It has taken four years and more than £3m to produce a remarkable production called Amazonas, a multimedia, transcultural German-Brazilian tragic opera, developed in four languages, that will have its world premiere this weekend.

Perhaps unsurprisingly, a lot of transatlantic to-ing and fro-ing was involved. Five shamans from the Amazonian Yanomami tribe took part in a workshop in Karlsruhe to explain their skills to composers Klaus Schedl, Ludger Brümmer and Tato Taborda. In turn, the composers made several trips to a Yanomami village to record the sounds of the forest.

For Laymert Garcia dos Santos, the Brazilian philosopher and sociologist who masterminded the whole thing, this epically ambitious undertaking has been a nerve-wracking experience. But the politics have made it worth it. “It is an attempt to arouse a reaction to the destruction of the Amazon rainforest through emotion, rather than through the cold numbers of statistics,” he says. “It’s a scientifically established fact that the forest’s destruction will have repercussions on the entire planet, but this still hasn’t shocked people into stopping the process. So the idea is to immerse the spectator in the situation, so they can feel with their senses what is happening and be affected by it.”

One of the largest indigenous groups in the Amazon, the Yanomami have only recently had regular contact with outsiders, but they actively participated in the development of the opera. “They’re not in the opera as exotic objects, or as an archaic group,” says dos Santos, “but they possess ancestral knowledge which is at the same time completely relevant to the modern world.”

The libretto is based on the letter sent by Sir Walter Raleigh to Queen Elizabeth I in 1595, written when he was attempting to find the mythical El Dorado. He ended travelling up the Orinoco river in present-day Venezuela, where many Yanomami now live, and described discovering the “large, rich and bewtiful empyre (sic) of Guiana”.

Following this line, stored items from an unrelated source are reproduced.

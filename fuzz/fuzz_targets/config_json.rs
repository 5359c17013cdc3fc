#![no_main]

use libfuzzer_sys::fuzz_target;

fuzz_target!(|data: &[u8]| {
    if let Ok(input) = std::str::from_utf8(data) {
        let _ = agentstorm::fuzzing::parse_config_input(input, true);
    }
});
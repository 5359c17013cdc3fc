pub(crate) mod logger;
pub(crate) mod shutdown_handlers;
pub(crate) mod summary_output;

pub(crate) use summary_output::{selection_lines, summary_lines};
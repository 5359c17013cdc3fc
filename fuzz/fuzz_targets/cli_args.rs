#![no_main]

use clap::Parser;
use libfuzzer_sys::fuzz_target;

fuzz_target!(|data: &[u8]| {
    if let Ok(input) = std::str::from_utf8(data) {
        let mut args = vec!["agentstorm".to_owned()];
        for token in input.split_whitespace().take(64) {
            args.push(token.to_owned());
        }
        if let Ok(parsed) = agentstorm::args::HarnessArgs::try_parse_from(&args) {
            debug_assert!(parsed.agents.get() > 0);
            debug_assert!(parsed.target_eps > 0.0);
        }
    }
});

Despite being based on a historical source, the first act of Amazonas takes place in the future, after the rainforest has been destroyed, “in a time after the end of time”. In the second act, the Yanomami shaman fails to prevent the triumph of the Xawara, the evil spirits, and is killed by them; the act ends with nothing less than the fall of the sky, the Yanomami’s central myth, represented here by (lightweight) panels crashing down on the audience. The final act, created by multimedia artist Peter Weibel, takes place around a conference table where politicians, economists, scientists and missionaries argue about the future of the Amazon.

The Yanomamis’ own organisation, Hutukara, hopes the opera will draw attention to the constant threat against their territory from goldminers and farmers. After the Munich premiere, Yanomami teachers will visit German and Brazilian schools, hoping it will also help the younger generation of Yanomami – under growing siege from western culture – appreciate their own culture more by seeing it valued by others.

From Munich, the opera goes on to Lisbon and Rotterdam. But Dos Santos has an even grander dream – to see it performed in the heart of the rainforest itself, at the opera house in the Amazon capital of Manaus.